**Exercise requirements**
Using the listing below, please gather every line containing the word "trait".

**Exercise inputs**
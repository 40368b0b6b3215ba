//! Sorted-array leaderboard.
//!
//! Keys live in one `Vec` kept in ranking order; a hash index maps each
//! identity to its current score so the key can be rebuilt and located by
//! binary search.

use std::collections::HashMap;

use super::{RankedCollection, canonicalize, ranked};
use crate::entry::{Entry, Identity, Order, RankedEntry, SetResult, SortKey};

pub struct TableCollection {
    order: Order,
    sorted: Vec<SortKey>,
    scores: HashMap<Identity, f64>,
}

impl TableCollection {
    pub fn new(order: Order) -> Self {
        Self {
            order,
            sorted: Vec::new(),
            scores: HashMap::new(),
        }
    }

    fn position(&self, id: Identity, score: f64) -> Option<usize> {
        self.sorted
            .binary_search(&self.order.key(Entry { id, score }))
            .ok()
    }
}

impl RankedCollection for TableCollection {
    fn order(&self) -> Order {
        self.order
    }

    fn upsert(&mut self, entry: Entry) -> SetResult {
        let previous = self
            .scores
            .get(&entry.id)
            .copied()
            .and_then(|score| self.position(entry.id, score).map(|pos| (pos, score)));

        if let Some((pos, score)) = previous {
            if score.to_bits() == entry.score.to_bits() {
                return SetResult {
                    prev_rank: Some(pos + 1),
                    prev_score: Some(score),
                    new_rank: pos + 1,
                    new_score: score,
                };
            }
            self.sorted.remove(pos);
        }

        let key = self.order.key(entry);
        let pos = self.sorted.binary_search(&key).unwrap_or_else(|p| p);
        self.sorted.insert(pos, key);
        self.scores.insert(entry.id, entry.score);

        SetResult {
            prev_rank: previous.map(|(p, _)| p + 1),
            prev_score: previous.map(|(_, s)| s),
            new_rank: pos + 1,
            new_score: entry.score,
        }
    }

    fn get(&self, id: Identity) -> Option<RankedEntry> {
        let score = *self.scores.get(&id)?;
        let pos = self.position(id, score)?;
        Some(ranked(Entry { id, score }, pos))
    }

    fn top(&self, n: usize) -> Vec<RankedEntry> {
        self.sorted
            .iter()
            .take(n)
            .enumerate()
            .map(|(i, key)| ranked(self.order.entry(*key), i))
            .collect()
    }

    fn len(&self) -> usize {
        self.sorted.len()
    }

    fn clear(&mut self) {
        self.sorted.clear();
        self.scores.clear();
    }

    fn entries(&self) -> Vec<Entry> {
        self.sorted.iter().map(|key| self.order.entry(*key)).collect()
    }

    fn rebuild(&mut self, entries: Vec<Entry>) {
        let entries = canonicalize(self.order, entries);
        self.scores = entries.iter().map(|e| (e.id, e.score)).collect();
        self.sorted = entries.into_iter().map(|e| self.order.key(e)).collect();
    }
}
//! # Backing Store
//!
//! The durable key/value store that bucket payloads and manifests live in is
//! an external collaborator. This module fixes its contract as the
//! [`Backend`] trait and ships two implementations:
//!
//! - [`MemoryBackend`]: a process-local map with optional value-size limit,
//!   operation counters and fault injection. Used by tests and as a
//!   volatile store for short-lived leaderboards.
//! - [`FsBackend`]: one file per key in a directory, replaced atomically.
//!
//! ## Error model
//!
//! [`BackendError::Throttled`] and [`BackendError::Unavailable`] are
//! *transient*: the same request may succeed later and callers are expected
//! to retry with backoff. Every other variant is permanent for the request
//! that produced it.


mod fs;

pub use fs::FsBackend;

use std::{
    collections::HashMap,
    io,
    sync::{
        Mutex, RwLock,
        atomic::{AtomicU64, Ordering},
    },
    thread,
    time::Duration,
};
use thiserror::Error;

// ------------------------------------------------------------------------------------------------
// Error Types
// ------------------------------------------------------------------------------------------------

/// Errors returned by backing-store operations.
#[derive(Debug, Error)]
pub enum BackendError {
    /// The store rejected the request due to rate limiting.
    #[error("request throttled")]
    Throttled,

    /// The value is larger than the store accepts.
    #[error("value of {len} bytes exceeds limit of {limit} bytes")]
    SizeExceeded { len: usize, limit: usize },

    /// The store could not be reached.
    #[error("backing store unavailable: {0}")]
    Unavailable(String),

    /// Local I/O failure.
    #[error("I/O error: {0}")]
    Io(#[from] io::Error),

    /// Internal invariant violation (poisoned lock).
    #[error("internal error: {0}")]
    Internal(String),
}

impl BackendError {
    /// Whether retrying the same request may succeed.
    pub fn is_transient(&self) -> bool {
        matches!(self, Self::Throttled | Self::Unavailable(_))
    }
}

// ------------------------------------------------------------------------------------------------
// Backend trait
// ------------------------------------------------------------------------------------------------

/// Durable get/set-by-key store.
///
/// Implementations must be safe to call from several threads at once;
/// parallel bucket writes issue concurrent `set` calls on distinct keys.
pub trait Backend: Send + Sync {
    /// Fetches the value stored under `key`, or `None` if the key was never
    /// written.
    fn get(&self, key: &str) -> Result<Option<Vec<u8>>, BackendError>;

    /// Stores `value` under `key`, replacing any previous value.
    fn set(&self, key: &str, value: &[u8]) -> Result<(), BackendError>;
}

// ------------------------------------------------------------------------------------------------
// MemoryBackend
// ------------------------------------------------------------------------------------------------

/// Failure kinds that [`MemoryBackend`] can inject.
#[derive(Debug, Clone, Copy, PartialEq, Eq)]
pub enum Fault {
    Throttled,
    Unavailable,
    /// A permanent failure; never retried.
    Rejected,
}

impl Fault {
    fn into_error(self) -> BackendError {
        match self {
            Self::Throttled => BackendError::Throttled,
            Self::Unavailable => BackendError::Unavailable("injected fault".to_string()),
            Self::Rejected => BackendError::Internal("injected permanent fault".to_string()),
        }
    }
}

#[derive(Debug, Default)]
struct FaultPlan {
    sets: Option<(usize, Fault)>,
    gets: Option<(usize, Fault)>,
}

impl FaultPlan {
    fn take(slot: &mut Option<(usize, Fault)>) -> Option<BackendError> {
        let (remaining, fault) = slot.as_mut()?;
        *remaining -= 1;
        let fault = *fault;
        if *remaining == 0 {
            *slot = None;
        }
        Some(fault.into_error())
    }
}

/// In-process [`Backend`] backed by a hash map.
#[derive(Debug, Default)]
pub struct MemoryBackend {
    data: RwLock<HashMap<String, Vec<u8>>>,
    max_value_size: Option<usize>,
    latency: Option<Duration>,
    faults: Mutex<FaultPlan>,
    reads: AtomicU64,
    writes: AtomicU64,
}

impl MemoryBackend {
    pub fn new() -> Self {
        Self::default()
    }

    /// Rejects values larger than `limit` bytes with [`BackendError::SizeExceeded`].
    pub fn with_max_value_size(mut self, limit: usize) -> Self {
        self.max_value_size = Some(limit);
        self
    }

    /// Sleeps for `latency` inside every `set`, emulating a remote store.
    pub fn with_latency(mut self, latency: Duration) -> Self {
        self.latency = Some(latency);
        self
    }

    /// Makes the next `n` calls to `set` fail with `fault`.
    pub fn fail_next_sets(&self, n: usize, fault: Fault) {
        if let Ok(mut plan) = self.faults.lock() {
            plan.sets = (n > 0).then_some((n, fault));
        }
    }

    /// Makes the next `n` calls to `get` fail with `fault`.
    pub fn fail_next_gets(&self, n: usize, fault: Fault) {
        if let Ok(mut plan) = self.faults.lock() {
            plan.gets = (n > 0).then_some((n, fault));
        }
    }

    /// Number of successful `get` calls.
    pub fn reads(&self) -> u64 {
        self.reads.load(Ordering::Acquire)
    }

    /// Number of successful `set` calls.
    pub fn writes(&self) -> u64 {
        self.writes.load(Ordering::Acquire)
    }

    /// Stored keys, sorted.
    pub fn keys(&self) -> Vec<String> {
        let mut keys: Vec<String> = self
            .data
            .read()
            .map(|data| data.keys().cloned().collect())
            .unwrap_or_default();
        keys.sort();
        keys
    }

    fn injected(&self, sets: bool) -> Result<(), BackendError> {
        let mut plan = self
            .faults
            .lock()
            .map_err(|_| BackendError::Internal("fault plan lock poisoned".into()))?;
        let slot = if sets { &mut plan.sets } else { &mut plan.gets };
        match FaultPlan::take(slot) {
            Some(err) => Err(err),
            None => Ok(()),
        }
    }
}

impl Backend for MemoryBackend {
    fn get(&self, key: &str) -> Result<Option<Vec<u8>>, BackendError> {
        self.injected(false)?;
        let data = self
            .data
            .read()
            .map_err(|_| BackendError::Internal("data lock poisoned".into()))?;
        self.reads.fetch_add(1, Ordering::AcqRel);
        Ok(data.get(key).cloned())
    }

    fn set(&self, key: &str, value: &[u8]) -> Result<(), BackendError> {
        if let Some(latency) = self.latency {
            thread::sleep(latency);
        }
        self.injected(true)?;
        if let Some(limit) = self.max_value_size {
            if value.len() > limit {
                return Err(BackendError::SizeExceeded {
                    len: value.len(),
                    limit,
                });
            }
        }
        let mut data = self
            .data
            .write()
            .map_err(|_| BackendError::Internal("data lock poisoned".into()))?;
        data.insert(key.to_string(), value.to_vec());
        self.writes.fetch_add(1, Ordering::AcqRel);
        Ok(())
    }
}
//! # Bucket Partitioner
//!
//! Maps the single logical leaderboard onto `num_buckets` storage shards and
//! back. Membership is positional: bucket `i` holds a contiguous slice of
//! the ranking order, never a hash partition, so concatenating buckets in
//! index order reproduces the ranking.
//!
//! ## Sizing
//!
//! `n` entries over `b` buckets are spread as evenly as possible: the first
//! `n % b` buckets hold `⌈n / b⌉` entries, the rest `⌊n / b⌋`. A layout is
//! valid only while `⌈n / b⌉ ≤ max_bucket_size`; otherwise the caller must
//! grow the bucket count first.
//!
//! ## Cost model
//!
//! Every bucket is read and written whole. [`split`] walks the ranking once
//! and [`merge`] rebuilds the collection from scratch, so both are O(n).
//! [`redistribute`] is a merge followed by a split and is meant to be rare.
//!
//! Bucket counts are capped at [`MAX_BUCKETS`]; every layout allocates
//! per-bucket state and every hydration issues one read per bucket.


use thiserror::Error;
use tracing::debug;

use crate::codec::{self, CodecError, Compression};
use crate::entry::Entry;
use crate::ranked::RankedCollection;

/// Upper bound on the bucket count of any layout.
pub const MAX_BUCKETS: usize = 65_536;

/// Errors returned by partitioning operations.
#[derive(Debug, Error)]
pub enum PartitionError {
    /// The entries do not fit the bucket layout.
    #[error(
        "{entries} entries exceed capacity of {num_buckets} buckets × {max_bucket_size} entries"
    )]
    CapacityExceeded {
        entries: usize,
        num_buckets: usize,
        max_bucket_size: usize,
    },

    /// Bucket counts may only grow.
    #[error("bucket count must grow: current {current}, requested {requested}")]
    InvalidBucketCount { current: usize, requested: usize },

    /// The requested bucket count is above [`MAX_BUCKETS`].
    #[error("bucket count {requested} exceeds limit of {limit}")]
    TooManyBuckets { requested: usize, limit: usize },

    /// A stored bucket failed to decode.
    #[error("bucket {index} is corrupt: {source}")]
    CorruptBucket {
        index: usize,
        #[source]
        source: CodecError,
    },

    /// Encoding a bucket failed.
    #[error("encoding error: {0}")]
    Codec(#[from] CodecError),
}

/// Entry counts per bucket for `len` entries over `num_buckets` buckets.
pub fn bucket_sizes(len: usize, num_buckets: usize) -> Vec<usize> {
    if num_buckets == 0 {
        return Vec::new();
    }
    let base = len / num_buckets;
    let extra = len % num_buckets;
    (0..num_buckets)
        .map(|i| base + usize::from(i < extra))
        .collect()
}

/// Fails when `len` entries cannot be spread over the layout.
pub fn check_capacity(
    len: usize,
    num_buckets: usize,
    max_bucket_size: usize,
) -> Result<(), PartitionError> {
    if num_buckets == 0 || len.div_ceil(num_buckets) > max_bucket_size {
        return Err(PartitionError::CapacityExceeded {
            entries: len,
            num_buckets,
            max_bucket_size,
        });
    }
    Ok(())
}

/// Splits the ranking into `num_buckets` contiguous entry slices.
pub fn split_entries(
    collection: &dyn RankedCollection,
    num_buckets: usize,
    max_bucket_size: usize,
) -> Result<Vec<Vec<Entry>>, PartitionError> {
    check_capacity(collection.len(), num_buckets, max_bucket_size)?;

    let mut entries = collection.entries().into_iter();
    Ok(bucket_sizes(collection.len(), num_buckets)
        .into_iter()
        .map(|n| entries.by_ref().take(n).collect())
        .collect())
}

/// Splits the ranking into `num_buckets` encoded payloads.
pub fn split(
    collection: &dyn RankedCollection,
    num_buckets: usize,
    max_bucket_size: usize,
    compression: Compression,
) -> Result<Vec<Vec<u8>>, PartitionError> {
    split_entries(collection, num_buckets, max_bucket_size)?
        .iter()
        .map(|slice| codec::encode_payload(slice, compression).map_err(PartitionError::from))
        .collect()
}

/// Rebuilds `collection` from payloads in bucket-index order.
///
/// `None` stands for a bucket that was never written and counts as empty.
/// A single undecodable bucket fails the whole merge and leaves
/// `collection` untouched.
pub fn merge(
    payloads: &[Option<Vec<u8>>],
    compression: Compression,
    collection: &mut dyn RankedCollection,
) -> Result<(), PartitionError> {
    let mut entries = Vec::new();
    for (index, payload) in payloads.iter().enumerate() {
        let Some(data) = payload else {
            continue;
        };
        let decoded = codec::decode_payload(data, compression)
            .map_err(|source| PartitionError::CorruptBucket { index, source })?;
        entries.extend(decoded);
    }
    debug!(
        buckets = payloads.len(),
        entries = entries.len(),
        "merged bucket payloads"
    );
    collection.rebuild(entries);
    Ok(())
}

/// Re-derives payloads for a larger bucket count.
///
/// Both bounds are checked before anything is allocated.
///
/// The collection is already the merged view of every bucket, so the merge
/// half of the operation happened at hydration time.
pub fn redistribute(
    collection: &dyn RankedCollection,
    current: usize,
    requested: usize,
    max_bucket_size: usize,
    compression: Compression,
) -> Result<Vec<Vec<u8>>, PartitionError> {
    if requested <= current {
        return Err(PartitionError::InvalidBucketCount { current, requested });
    }
    if requested > MAX_BUCKETS {
        return Err(PartitionError::TooManyBuckets {
            requested,
            limit: MAX_BUCKETS,
        });
    }
    split(collection, requested, max_bucket_size, compression)
}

**Worked solution**
//! [`Backend`] trait and ships two implementations:
// Backend trait
pub trait Backend: Send + Sync {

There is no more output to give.